(Dataset items)
┌────────

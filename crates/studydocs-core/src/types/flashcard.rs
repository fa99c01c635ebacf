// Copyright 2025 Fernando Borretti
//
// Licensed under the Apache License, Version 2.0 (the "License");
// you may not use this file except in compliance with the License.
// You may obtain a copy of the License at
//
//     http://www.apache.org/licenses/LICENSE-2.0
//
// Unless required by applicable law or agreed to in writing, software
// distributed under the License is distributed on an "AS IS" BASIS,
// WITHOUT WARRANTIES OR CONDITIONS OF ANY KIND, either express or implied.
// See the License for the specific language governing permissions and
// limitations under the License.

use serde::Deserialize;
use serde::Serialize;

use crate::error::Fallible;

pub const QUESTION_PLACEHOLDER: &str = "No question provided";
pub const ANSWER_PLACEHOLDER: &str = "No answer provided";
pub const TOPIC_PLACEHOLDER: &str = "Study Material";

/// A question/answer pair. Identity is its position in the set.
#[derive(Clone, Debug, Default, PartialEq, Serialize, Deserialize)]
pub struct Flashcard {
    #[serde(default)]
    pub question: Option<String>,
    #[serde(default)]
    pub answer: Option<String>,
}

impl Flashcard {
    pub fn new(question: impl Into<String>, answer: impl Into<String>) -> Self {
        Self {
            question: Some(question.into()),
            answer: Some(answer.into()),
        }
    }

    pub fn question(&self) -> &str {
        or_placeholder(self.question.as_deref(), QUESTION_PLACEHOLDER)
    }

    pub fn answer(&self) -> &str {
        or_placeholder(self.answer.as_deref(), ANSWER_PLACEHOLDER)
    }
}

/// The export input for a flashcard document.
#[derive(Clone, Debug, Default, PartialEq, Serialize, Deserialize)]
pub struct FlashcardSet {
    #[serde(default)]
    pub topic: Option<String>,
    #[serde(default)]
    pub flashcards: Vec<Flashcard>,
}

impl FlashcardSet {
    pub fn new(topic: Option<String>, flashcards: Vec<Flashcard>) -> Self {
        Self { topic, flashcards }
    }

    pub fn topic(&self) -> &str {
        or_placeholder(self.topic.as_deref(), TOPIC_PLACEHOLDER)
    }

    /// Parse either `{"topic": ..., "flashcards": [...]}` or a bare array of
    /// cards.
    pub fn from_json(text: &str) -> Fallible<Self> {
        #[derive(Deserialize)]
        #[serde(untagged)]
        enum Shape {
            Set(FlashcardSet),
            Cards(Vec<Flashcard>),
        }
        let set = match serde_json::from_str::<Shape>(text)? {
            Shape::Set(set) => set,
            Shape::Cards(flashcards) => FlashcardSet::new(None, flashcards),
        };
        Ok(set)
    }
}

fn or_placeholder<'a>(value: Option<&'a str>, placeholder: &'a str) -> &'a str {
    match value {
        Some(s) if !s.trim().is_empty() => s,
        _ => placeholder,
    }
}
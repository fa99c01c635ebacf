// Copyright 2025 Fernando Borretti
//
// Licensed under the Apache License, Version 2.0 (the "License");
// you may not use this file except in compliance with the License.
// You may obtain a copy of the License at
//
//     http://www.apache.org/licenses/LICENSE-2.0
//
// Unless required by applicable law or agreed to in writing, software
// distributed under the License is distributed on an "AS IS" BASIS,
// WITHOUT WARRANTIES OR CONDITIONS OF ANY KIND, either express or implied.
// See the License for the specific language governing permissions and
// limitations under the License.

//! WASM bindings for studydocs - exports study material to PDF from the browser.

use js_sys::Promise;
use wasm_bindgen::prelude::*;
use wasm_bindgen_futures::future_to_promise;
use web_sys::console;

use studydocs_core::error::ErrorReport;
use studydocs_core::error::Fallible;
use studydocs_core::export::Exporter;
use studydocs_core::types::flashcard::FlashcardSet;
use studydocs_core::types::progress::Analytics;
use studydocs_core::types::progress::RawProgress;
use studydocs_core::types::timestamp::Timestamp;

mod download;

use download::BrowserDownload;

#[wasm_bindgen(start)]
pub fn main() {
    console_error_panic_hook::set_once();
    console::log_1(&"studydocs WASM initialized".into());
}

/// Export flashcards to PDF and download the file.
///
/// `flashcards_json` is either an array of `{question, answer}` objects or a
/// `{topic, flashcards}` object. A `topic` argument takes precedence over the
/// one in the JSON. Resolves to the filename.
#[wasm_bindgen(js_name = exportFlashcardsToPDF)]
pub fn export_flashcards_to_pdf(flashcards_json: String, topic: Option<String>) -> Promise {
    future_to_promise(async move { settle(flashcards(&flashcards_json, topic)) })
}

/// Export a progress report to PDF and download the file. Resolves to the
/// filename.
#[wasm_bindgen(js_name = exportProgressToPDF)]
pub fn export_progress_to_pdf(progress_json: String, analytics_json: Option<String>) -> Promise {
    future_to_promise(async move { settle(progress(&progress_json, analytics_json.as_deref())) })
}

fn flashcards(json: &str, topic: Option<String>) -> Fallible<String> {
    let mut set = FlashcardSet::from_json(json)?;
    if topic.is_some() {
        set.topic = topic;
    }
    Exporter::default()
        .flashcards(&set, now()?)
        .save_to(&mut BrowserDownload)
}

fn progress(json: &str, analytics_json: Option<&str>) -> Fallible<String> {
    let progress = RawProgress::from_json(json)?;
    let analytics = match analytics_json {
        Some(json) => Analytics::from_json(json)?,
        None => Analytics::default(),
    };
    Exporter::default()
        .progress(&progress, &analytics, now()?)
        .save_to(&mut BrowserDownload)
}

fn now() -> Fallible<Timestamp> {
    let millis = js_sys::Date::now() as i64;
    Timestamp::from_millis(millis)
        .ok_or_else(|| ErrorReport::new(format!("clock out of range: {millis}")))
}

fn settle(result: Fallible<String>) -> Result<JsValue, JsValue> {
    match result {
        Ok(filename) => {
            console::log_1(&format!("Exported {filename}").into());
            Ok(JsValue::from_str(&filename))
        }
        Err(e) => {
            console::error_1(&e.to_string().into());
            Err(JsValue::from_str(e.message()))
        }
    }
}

└────────
┌────────

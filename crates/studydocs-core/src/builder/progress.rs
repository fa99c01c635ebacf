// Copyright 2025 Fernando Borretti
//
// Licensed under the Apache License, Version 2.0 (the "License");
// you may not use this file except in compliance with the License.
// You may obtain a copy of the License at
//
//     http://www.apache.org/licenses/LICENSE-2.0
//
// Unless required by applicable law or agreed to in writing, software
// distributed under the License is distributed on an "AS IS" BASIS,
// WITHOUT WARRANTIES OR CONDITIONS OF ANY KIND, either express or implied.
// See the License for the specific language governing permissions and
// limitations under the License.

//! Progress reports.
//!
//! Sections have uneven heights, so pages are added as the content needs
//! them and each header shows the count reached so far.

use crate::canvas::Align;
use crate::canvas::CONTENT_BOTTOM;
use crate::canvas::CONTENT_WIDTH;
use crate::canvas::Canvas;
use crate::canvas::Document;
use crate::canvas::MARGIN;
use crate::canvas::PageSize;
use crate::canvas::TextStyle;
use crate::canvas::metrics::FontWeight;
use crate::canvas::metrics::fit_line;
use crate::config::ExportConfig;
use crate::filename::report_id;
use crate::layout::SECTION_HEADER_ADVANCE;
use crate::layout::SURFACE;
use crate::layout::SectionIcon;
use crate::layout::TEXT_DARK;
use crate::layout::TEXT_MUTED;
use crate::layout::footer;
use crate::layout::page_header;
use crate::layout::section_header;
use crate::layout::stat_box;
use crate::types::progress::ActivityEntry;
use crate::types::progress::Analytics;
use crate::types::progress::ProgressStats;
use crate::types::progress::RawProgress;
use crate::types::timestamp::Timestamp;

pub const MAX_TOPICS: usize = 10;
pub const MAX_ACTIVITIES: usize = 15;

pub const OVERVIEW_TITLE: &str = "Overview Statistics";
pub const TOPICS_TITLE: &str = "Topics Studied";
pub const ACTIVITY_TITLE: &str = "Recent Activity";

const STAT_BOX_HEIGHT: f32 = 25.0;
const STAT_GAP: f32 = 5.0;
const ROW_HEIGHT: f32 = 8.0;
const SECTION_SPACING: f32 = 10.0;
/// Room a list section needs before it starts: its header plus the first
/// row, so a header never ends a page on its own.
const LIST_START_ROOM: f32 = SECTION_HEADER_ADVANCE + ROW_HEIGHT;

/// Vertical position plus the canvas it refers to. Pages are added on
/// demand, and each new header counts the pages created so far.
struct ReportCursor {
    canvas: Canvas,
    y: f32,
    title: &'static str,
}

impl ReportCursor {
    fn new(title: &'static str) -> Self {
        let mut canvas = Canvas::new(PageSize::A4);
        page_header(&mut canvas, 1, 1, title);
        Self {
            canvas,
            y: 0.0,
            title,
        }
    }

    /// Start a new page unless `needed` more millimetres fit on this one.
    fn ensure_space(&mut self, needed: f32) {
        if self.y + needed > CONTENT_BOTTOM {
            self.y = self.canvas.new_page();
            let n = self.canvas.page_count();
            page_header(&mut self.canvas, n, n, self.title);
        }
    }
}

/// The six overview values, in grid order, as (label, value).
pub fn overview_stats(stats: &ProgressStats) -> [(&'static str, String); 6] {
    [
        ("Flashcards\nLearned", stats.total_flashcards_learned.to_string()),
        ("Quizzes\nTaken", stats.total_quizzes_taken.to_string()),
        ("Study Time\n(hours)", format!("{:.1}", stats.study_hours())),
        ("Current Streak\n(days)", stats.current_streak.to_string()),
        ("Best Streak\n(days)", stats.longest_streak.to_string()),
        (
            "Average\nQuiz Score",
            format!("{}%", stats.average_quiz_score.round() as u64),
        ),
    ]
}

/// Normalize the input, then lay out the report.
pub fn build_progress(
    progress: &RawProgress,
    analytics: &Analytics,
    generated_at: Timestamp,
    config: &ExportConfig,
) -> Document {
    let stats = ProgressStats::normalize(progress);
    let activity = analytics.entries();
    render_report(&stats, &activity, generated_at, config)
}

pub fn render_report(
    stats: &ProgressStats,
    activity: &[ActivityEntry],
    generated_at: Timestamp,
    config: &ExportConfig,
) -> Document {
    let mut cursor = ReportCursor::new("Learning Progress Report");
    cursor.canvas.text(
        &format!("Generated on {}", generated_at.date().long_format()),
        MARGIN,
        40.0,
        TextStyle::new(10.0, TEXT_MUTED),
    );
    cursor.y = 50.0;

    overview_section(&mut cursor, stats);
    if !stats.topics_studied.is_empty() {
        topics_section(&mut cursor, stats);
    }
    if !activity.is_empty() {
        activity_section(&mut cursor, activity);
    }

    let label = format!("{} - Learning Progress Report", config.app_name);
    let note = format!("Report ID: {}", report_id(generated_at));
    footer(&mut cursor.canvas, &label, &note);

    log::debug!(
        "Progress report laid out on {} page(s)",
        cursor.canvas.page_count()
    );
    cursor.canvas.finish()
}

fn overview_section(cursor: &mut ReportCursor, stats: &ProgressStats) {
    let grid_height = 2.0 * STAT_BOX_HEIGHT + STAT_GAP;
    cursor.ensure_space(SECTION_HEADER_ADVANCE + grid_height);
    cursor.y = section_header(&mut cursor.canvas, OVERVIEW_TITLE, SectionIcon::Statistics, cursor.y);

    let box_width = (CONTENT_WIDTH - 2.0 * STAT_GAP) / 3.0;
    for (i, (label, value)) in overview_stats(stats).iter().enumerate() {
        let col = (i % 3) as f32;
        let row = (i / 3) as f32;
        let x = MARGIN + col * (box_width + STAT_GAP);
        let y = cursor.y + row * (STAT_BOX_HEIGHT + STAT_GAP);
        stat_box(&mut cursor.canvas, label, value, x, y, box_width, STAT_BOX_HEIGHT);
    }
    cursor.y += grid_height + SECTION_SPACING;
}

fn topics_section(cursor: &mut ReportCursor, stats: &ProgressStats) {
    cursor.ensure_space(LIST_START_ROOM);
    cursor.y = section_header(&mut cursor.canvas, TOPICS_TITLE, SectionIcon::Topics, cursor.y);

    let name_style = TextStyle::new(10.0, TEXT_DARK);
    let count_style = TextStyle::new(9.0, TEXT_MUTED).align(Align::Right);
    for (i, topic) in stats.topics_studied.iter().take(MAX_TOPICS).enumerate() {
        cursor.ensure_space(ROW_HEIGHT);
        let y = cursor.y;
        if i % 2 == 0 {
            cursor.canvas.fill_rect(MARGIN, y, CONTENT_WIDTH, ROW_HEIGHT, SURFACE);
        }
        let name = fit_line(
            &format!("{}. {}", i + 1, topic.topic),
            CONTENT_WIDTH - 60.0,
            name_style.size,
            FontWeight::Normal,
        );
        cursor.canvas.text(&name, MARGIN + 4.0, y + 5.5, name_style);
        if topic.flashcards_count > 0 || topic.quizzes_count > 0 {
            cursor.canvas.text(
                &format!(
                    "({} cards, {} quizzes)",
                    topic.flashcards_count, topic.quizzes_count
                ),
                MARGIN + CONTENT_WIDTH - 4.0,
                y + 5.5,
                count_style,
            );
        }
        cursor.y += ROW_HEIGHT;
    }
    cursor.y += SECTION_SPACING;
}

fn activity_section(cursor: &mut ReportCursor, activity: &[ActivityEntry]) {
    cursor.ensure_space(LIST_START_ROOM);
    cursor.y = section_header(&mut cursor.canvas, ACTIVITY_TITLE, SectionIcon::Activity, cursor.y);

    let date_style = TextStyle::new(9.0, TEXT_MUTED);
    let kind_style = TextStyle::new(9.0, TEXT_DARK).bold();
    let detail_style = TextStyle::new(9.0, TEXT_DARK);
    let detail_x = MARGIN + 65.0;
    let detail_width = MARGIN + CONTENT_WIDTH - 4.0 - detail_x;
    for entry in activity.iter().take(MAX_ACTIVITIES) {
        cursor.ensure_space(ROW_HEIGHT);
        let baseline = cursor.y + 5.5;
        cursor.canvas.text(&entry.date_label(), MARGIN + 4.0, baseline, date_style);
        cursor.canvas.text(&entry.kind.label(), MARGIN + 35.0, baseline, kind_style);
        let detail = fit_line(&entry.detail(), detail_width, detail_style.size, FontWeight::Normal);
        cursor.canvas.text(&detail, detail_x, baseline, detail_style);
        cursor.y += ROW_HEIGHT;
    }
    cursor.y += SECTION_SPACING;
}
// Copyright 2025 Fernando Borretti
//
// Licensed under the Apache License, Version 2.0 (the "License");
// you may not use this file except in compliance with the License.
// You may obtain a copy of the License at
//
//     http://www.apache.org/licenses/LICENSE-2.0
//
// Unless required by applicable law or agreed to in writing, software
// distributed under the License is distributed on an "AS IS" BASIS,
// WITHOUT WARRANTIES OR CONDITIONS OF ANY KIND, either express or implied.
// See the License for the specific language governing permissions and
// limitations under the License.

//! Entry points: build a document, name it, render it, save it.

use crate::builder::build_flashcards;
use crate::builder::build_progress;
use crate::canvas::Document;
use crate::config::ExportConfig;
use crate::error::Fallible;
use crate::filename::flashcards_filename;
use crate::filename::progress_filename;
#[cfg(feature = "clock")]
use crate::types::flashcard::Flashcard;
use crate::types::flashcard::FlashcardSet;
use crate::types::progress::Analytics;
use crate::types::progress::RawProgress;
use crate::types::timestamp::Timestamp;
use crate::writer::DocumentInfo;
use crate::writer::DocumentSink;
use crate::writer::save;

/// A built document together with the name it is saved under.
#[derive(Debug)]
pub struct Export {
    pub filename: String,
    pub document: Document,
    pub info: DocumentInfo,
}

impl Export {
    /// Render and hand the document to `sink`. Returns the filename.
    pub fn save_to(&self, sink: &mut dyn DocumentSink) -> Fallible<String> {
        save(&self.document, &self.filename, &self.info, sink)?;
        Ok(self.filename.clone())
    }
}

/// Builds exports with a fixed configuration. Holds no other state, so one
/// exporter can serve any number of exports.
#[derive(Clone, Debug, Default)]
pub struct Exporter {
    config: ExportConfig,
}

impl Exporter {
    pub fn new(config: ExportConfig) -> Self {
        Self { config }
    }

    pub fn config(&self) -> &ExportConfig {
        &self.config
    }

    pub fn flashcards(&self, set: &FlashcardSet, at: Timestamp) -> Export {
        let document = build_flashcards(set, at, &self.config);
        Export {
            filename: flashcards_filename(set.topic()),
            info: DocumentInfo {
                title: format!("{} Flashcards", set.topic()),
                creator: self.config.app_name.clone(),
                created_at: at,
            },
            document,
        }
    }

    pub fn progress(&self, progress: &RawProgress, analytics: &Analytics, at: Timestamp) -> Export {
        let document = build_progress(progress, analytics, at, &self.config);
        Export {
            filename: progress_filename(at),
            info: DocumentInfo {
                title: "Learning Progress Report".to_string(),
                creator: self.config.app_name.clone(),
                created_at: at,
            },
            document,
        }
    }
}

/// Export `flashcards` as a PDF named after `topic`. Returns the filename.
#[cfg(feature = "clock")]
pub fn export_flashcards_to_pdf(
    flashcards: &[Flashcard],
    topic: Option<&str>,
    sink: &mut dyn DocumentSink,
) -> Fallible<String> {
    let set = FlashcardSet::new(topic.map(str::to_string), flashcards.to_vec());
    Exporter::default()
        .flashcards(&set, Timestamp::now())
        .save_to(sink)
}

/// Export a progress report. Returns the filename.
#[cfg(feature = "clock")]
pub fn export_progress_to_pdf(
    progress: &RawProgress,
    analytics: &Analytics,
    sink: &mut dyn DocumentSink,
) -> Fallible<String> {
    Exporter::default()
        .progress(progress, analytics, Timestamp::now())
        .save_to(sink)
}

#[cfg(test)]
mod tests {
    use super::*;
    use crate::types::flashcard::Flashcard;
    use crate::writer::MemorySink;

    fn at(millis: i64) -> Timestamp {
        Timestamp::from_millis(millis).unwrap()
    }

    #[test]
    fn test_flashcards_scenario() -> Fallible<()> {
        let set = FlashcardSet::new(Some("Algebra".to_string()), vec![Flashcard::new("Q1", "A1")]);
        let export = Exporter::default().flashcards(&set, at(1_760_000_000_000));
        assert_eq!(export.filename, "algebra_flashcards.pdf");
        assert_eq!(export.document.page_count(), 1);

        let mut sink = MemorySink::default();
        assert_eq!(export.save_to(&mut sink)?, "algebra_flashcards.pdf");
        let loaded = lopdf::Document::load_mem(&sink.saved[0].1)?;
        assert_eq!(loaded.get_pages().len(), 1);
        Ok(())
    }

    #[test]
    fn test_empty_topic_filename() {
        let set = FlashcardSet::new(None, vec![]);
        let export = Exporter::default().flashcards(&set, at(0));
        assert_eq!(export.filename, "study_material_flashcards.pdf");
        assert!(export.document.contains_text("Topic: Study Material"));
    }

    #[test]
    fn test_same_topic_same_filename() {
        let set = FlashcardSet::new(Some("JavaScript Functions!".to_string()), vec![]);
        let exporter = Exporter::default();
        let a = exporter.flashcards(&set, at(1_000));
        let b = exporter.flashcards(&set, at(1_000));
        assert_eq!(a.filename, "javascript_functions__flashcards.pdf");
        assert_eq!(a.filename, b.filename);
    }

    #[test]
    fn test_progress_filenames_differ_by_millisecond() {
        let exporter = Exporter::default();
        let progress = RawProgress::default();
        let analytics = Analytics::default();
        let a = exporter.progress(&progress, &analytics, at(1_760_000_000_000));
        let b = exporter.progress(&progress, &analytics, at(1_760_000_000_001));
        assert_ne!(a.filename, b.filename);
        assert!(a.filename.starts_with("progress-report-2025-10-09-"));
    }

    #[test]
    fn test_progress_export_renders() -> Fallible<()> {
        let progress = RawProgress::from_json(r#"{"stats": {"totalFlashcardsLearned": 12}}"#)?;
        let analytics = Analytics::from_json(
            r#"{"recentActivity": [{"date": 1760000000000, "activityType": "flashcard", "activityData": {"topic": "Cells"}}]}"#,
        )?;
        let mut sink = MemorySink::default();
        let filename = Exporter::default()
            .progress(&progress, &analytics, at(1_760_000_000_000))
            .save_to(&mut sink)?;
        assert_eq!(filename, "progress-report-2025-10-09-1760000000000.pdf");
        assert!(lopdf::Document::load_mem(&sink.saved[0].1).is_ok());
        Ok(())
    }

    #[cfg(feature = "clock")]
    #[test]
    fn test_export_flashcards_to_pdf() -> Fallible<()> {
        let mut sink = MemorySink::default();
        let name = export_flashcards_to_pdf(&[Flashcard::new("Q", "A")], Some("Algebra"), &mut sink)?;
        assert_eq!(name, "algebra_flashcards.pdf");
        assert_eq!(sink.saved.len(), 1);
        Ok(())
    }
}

└────────
┌────────

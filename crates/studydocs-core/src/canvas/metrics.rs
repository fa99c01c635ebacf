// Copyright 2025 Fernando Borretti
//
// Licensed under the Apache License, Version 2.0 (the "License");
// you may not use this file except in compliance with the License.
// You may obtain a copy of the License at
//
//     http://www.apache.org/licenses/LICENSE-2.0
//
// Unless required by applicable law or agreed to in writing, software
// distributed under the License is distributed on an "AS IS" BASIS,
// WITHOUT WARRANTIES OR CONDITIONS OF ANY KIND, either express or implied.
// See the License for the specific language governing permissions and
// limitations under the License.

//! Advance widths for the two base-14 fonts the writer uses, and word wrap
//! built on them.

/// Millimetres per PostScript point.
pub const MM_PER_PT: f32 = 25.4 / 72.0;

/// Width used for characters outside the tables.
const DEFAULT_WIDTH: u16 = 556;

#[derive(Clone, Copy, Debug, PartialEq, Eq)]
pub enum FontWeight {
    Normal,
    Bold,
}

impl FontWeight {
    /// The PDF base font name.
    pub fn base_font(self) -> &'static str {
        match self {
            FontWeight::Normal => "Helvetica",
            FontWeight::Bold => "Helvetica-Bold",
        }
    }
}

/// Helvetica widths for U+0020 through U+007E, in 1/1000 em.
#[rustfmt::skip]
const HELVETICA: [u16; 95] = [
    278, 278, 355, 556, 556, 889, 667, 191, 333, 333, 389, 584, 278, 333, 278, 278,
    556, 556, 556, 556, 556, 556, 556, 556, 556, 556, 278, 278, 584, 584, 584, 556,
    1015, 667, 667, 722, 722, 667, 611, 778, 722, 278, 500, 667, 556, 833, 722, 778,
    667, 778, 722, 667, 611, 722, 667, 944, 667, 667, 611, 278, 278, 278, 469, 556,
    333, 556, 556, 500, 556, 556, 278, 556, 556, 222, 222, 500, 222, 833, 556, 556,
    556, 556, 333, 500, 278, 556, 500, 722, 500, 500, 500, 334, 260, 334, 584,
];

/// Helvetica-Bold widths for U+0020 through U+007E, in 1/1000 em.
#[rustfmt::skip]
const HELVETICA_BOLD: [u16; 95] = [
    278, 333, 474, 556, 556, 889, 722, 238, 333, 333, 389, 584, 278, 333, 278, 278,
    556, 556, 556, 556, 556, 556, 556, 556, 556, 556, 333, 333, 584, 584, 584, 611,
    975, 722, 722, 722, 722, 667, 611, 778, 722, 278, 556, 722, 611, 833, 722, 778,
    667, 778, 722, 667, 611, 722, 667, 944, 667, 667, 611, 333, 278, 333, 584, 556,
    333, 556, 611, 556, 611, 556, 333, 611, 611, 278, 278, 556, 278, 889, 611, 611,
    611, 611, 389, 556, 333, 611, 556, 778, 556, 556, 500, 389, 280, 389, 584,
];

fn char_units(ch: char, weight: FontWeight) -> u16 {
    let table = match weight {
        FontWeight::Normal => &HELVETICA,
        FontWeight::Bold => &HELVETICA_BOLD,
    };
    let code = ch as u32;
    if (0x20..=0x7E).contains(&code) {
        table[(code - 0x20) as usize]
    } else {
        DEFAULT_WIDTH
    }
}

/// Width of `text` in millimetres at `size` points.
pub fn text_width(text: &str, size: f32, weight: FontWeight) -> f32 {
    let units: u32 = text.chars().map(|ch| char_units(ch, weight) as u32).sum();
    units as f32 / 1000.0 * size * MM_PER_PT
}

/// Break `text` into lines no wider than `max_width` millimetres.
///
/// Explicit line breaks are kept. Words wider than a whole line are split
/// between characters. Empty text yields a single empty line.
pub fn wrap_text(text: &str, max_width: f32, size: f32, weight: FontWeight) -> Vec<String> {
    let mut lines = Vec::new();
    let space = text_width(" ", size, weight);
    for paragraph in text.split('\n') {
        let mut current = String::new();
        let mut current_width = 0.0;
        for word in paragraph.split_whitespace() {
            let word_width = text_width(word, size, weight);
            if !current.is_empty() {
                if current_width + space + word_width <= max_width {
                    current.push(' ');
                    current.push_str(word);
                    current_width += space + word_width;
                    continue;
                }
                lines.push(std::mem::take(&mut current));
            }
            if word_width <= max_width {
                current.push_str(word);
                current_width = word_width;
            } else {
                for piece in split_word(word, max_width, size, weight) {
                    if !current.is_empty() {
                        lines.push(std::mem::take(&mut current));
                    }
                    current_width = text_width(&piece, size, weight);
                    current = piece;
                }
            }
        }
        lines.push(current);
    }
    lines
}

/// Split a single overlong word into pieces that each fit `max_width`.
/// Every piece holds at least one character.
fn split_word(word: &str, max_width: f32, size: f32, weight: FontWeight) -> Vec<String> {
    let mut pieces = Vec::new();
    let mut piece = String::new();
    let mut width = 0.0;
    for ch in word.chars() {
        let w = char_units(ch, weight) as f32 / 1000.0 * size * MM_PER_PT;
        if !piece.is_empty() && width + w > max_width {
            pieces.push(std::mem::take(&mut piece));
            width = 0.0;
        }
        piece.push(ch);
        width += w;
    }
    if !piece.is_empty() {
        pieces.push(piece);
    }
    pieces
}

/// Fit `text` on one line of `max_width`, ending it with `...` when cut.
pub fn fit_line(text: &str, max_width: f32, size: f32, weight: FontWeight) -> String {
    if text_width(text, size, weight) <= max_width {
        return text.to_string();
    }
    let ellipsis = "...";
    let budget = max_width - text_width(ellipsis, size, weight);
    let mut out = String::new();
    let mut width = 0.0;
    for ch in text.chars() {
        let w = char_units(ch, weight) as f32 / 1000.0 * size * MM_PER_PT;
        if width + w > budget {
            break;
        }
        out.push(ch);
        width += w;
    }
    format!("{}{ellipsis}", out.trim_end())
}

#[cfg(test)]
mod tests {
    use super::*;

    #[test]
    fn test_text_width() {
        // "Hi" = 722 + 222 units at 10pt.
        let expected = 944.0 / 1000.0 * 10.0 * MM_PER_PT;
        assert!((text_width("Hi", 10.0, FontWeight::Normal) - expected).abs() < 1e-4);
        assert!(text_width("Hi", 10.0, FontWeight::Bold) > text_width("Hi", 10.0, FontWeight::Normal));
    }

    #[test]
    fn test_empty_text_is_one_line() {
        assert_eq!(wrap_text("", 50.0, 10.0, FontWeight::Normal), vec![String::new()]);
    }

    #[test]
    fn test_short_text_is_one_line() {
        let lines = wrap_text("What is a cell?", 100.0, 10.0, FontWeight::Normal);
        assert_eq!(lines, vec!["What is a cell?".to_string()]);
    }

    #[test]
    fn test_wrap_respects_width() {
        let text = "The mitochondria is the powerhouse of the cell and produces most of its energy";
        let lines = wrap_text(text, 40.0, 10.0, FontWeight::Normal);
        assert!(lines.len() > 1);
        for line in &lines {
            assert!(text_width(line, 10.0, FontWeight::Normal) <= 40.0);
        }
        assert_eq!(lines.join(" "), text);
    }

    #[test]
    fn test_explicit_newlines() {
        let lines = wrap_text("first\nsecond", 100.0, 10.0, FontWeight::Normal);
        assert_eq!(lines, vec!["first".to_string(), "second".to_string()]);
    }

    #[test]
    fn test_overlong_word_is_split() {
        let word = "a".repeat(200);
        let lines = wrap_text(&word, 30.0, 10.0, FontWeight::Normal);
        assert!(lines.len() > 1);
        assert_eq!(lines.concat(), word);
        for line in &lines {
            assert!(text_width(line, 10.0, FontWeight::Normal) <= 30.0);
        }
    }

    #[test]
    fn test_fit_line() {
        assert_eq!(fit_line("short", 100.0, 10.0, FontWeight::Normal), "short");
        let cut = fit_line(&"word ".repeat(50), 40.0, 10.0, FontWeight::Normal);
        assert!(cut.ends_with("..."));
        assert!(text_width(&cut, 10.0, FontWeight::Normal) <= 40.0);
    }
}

└────────

[Exercise]:
Copy out only the lines above from the one with "let mut cursor" to the one with "footer(&mut cursor.canvas, &label, &note);", inclusive, exactly as they stand.

[Answer for the task]:
    let mut cursor = ReportCursor::new("Learning Progress Report");
    cursor.canvas.text(
        &format!("Generated on {}", generated_at.date().long_format()),
        MARGIN,
        40.0,
        TextStyle::new(10.0, TEXT_MUTED),
    );
    cursor.y = 50.0;

    overview_section(&mut cursor, stats);
    if !stats.topics_studied.is_empty() {
        topics_section(&mut cursor, stats);
    }
    if !activity.is_empty() {
        activity_section(&mut cursor, activity);
    }

    let label = format!("{} - Learning Progress Report", config.app_name);
    let note = format!("Report ID: {}", report_id(generated_at));
    footer(&mut cursor.canvas, &label, &note);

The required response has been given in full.